## [Work request]
Copy each line below that contains "does".
### Provided material ###
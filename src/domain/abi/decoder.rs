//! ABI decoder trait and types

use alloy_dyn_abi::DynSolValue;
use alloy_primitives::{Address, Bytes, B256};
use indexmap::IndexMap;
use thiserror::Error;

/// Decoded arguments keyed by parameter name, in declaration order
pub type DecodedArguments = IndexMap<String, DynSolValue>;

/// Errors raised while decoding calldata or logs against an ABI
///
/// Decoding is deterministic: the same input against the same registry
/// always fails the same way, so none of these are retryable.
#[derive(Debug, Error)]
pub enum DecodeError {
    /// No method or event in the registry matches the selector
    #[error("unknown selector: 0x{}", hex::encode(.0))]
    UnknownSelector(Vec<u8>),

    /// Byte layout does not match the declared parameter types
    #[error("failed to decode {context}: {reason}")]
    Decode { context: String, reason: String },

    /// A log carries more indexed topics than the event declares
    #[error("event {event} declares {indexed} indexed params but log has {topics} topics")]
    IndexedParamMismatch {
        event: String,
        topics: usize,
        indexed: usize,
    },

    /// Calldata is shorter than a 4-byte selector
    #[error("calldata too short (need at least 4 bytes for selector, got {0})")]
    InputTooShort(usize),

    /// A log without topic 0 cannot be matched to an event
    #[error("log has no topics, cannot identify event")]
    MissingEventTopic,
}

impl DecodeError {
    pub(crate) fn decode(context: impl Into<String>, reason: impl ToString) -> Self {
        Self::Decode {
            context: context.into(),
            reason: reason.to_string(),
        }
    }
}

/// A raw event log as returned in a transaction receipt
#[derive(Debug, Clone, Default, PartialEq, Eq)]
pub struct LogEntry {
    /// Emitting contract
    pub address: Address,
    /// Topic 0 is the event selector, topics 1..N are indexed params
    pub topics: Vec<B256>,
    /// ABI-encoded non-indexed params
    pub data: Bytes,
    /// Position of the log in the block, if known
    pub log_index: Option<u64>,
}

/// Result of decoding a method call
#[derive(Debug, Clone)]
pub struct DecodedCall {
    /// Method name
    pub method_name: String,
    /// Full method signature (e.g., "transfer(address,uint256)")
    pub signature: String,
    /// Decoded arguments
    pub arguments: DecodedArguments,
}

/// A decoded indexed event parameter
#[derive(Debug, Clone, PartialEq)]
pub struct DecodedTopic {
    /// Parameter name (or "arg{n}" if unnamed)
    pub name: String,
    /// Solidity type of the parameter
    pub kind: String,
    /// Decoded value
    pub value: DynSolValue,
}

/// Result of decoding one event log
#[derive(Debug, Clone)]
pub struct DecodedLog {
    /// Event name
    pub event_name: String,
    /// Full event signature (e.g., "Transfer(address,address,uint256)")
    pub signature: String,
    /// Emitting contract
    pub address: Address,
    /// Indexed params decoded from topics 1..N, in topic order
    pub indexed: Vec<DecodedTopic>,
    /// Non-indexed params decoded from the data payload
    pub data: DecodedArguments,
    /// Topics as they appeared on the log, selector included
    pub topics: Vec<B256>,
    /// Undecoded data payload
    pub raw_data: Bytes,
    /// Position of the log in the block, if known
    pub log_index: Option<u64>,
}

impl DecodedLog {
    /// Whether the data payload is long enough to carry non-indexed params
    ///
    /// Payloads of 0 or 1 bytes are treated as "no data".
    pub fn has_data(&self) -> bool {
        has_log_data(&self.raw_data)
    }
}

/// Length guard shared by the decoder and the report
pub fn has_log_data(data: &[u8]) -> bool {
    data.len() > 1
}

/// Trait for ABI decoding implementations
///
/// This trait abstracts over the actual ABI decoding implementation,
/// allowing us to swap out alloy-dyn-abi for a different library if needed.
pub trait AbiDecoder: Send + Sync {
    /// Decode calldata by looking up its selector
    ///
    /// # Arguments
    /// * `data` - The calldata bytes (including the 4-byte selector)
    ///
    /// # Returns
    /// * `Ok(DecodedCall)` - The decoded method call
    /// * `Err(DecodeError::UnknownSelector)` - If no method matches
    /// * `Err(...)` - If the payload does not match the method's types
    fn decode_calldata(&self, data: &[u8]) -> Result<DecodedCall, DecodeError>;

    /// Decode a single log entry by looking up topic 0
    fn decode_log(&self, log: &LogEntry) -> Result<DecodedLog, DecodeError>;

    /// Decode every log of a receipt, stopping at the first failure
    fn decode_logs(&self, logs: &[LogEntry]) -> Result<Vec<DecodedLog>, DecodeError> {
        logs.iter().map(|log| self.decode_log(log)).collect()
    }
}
###
### Provided material ###
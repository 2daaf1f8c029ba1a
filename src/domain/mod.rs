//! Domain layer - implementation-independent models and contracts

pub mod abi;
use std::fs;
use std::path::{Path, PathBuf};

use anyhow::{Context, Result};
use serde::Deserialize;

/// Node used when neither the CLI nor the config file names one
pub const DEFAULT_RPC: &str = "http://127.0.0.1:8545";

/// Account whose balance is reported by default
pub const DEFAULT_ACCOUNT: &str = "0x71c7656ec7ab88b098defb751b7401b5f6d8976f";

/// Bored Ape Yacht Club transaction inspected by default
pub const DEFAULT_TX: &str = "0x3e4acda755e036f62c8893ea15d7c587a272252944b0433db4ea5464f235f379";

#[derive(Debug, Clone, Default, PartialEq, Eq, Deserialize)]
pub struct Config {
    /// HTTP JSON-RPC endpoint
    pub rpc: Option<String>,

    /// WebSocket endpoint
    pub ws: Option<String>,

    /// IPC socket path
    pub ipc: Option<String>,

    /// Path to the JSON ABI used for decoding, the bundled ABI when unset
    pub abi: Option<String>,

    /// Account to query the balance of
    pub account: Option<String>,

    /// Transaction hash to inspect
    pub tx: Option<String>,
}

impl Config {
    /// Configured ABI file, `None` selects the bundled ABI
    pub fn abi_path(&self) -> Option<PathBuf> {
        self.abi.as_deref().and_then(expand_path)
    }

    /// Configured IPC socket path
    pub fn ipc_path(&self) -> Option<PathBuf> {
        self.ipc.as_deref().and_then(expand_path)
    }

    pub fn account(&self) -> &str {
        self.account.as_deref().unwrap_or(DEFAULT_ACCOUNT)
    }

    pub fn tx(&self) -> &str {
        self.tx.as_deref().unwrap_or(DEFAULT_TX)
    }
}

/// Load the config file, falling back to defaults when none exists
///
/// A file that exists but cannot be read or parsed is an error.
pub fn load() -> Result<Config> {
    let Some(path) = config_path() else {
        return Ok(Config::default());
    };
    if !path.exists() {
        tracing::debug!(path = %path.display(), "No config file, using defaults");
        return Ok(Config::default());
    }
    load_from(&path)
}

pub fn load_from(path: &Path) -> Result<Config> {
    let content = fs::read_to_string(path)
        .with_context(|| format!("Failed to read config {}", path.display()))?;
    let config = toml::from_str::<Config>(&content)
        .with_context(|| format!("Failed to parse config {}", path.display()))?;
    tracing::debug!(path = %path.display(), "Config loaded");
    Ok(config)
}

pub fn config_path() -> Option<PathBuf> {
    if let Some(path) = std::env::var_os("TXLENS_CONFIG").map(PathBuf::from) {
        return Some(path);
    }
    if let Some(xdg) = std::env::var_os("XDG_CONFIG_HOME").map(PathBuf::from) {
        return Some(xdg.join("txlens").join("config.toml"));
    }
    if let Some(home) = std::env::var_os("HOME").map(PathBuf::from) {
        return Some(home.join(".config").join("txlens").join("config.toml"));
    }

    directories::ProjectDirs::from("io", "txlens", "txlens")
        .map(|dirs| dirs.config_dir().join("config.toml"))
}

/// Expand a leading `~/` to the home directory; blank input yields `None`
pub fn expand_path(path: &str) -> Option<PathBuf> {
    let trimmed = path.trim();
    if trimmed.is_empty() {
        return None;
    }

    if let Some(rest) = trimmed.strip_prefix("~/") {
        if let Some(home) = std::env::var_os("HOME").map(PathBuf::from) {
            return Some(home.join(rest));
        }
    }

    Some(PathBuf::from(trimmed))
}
###
### Provided material ###
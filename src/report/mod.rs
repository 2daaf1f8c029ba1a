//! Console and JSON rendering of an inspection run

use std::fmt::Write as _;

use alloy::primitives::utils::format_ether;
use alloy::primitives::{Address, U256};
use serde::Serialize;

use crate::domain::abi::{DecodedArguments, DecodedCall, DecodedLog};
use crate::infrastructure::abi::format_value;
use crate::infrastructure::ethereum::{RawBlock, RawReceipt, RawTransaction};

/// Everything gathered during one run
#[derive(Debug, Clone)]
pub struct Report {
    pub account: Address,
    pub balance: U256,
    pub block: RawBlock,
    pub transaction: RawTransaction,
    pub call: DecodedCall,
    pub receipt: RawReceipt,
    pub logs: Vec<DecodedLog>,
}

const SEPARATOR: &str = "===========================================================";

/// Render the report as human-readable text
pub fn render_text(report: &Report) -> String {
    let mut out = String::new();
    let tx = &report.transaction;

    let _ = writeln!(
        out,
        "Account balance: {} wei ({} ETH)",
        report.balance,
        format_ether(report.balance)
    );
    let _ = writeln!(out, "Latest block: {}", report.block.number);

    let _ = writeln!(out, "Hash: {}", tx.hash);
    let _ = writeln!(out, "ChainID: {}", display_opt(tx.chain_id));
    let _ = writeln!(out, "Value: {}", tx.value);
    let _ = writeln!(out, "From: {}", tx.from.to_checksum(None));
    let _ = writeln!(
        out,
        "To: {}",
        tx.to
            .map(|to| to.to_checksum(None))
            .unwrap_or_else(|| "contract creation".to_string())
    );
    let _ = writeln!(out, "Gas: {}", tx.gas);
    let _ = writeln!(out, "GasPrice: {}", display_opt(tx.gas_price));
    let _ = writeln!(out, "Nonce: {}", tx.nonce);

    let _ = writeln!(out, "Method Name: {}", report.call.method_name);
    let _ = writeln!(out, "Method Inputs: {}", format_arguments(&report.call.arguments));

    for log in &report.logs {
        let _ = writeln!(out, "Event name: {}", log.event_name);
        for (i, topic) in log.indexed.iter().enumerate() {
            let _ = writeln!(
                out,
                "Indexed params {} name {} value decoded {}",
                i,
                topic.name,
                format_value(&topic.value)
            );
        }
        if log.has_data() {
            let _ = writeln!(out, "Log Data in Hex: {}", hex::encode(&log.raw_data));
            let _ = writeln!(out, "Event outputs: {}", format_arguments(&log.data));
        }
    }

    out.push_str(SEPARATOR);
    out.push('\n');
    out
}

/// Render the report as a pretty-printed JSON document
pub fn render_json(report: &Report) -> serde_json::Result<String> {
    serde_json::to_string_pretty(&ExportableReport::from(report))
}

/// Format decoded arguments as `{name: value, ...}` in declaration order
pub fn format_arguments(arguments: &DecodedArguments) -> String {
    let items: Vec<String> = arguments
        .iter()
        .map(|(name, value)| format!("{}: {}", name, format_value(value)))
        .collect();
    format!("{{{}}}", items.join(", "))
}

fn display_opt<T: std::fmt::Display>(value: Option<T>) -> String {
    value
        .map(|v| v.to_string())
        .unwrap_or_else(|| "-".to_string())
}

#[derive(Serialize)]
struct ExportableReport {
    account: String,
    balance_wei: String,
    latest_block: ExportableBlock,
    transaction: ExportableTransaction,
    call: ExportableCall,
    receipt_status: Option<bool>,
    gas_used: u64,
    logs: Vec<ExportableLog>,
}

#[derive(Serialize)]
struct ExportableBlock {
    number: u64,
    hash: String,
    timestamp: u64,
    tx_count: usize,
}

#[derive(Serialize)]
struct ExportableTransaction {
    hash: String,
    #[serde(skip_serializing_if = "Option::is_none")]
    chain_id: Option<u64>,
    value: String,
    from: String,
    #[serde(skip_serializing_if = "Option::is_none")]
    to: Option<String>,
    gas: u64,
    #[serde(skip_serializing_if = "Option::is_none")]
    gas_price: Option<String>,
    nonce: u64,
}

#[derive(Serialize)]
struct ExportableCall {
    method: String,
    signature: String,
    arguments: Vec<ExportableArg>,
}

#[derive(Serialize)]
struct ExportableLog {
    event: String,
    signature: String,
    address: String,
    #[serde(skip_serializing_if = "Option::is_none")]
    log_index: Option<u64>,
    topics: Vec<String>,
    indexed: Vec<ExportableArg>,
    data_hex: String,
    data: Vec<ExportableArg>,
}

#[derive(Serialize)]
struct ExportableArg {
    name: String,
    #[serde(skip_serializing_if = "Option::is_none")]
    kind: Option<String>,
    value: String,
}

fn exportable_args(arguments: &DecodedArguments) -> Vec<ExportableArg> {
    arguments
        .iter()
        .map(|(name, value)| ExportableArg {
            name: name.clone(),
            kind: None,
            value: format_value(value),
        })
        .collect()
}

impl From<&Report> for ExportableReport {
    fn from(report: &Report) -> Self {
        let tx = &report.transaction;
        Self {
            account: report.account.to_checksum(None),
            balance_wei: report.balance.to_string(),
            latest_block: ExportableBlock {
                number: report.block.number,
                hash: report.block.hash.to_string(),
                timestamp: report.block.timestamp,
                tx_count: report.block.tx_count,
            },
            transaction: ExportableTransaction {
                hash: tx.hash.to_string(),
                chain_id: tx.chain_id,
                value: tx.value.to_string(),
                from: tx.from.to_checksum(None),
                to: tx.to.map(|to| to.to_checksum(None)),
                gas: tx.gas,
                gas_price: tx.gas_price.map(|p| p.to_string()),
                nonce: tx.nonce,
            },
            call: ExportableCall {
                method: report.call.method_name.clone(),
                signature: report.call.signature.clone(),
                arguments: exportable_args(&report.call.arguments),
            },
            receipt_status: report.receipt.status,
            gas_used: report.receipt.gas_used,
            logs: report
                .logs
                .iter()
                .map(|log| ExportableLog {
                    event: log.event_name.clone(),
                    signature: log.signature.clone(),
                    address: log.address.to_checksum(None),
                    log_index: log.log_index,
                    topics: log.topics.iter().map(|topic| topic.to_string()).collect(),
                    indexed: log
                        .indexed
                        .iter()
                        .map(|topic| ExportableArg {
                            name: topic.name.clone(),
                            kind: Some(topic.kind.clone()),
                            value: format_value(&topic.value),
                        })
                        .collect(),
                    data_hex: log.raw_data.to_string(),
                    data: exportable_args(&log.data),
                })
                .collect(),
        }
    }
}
###
## [Solution]
    /// Byte layout does not match the declared parameter types
    /// * `Err(...)` - If the payload does not match the method's types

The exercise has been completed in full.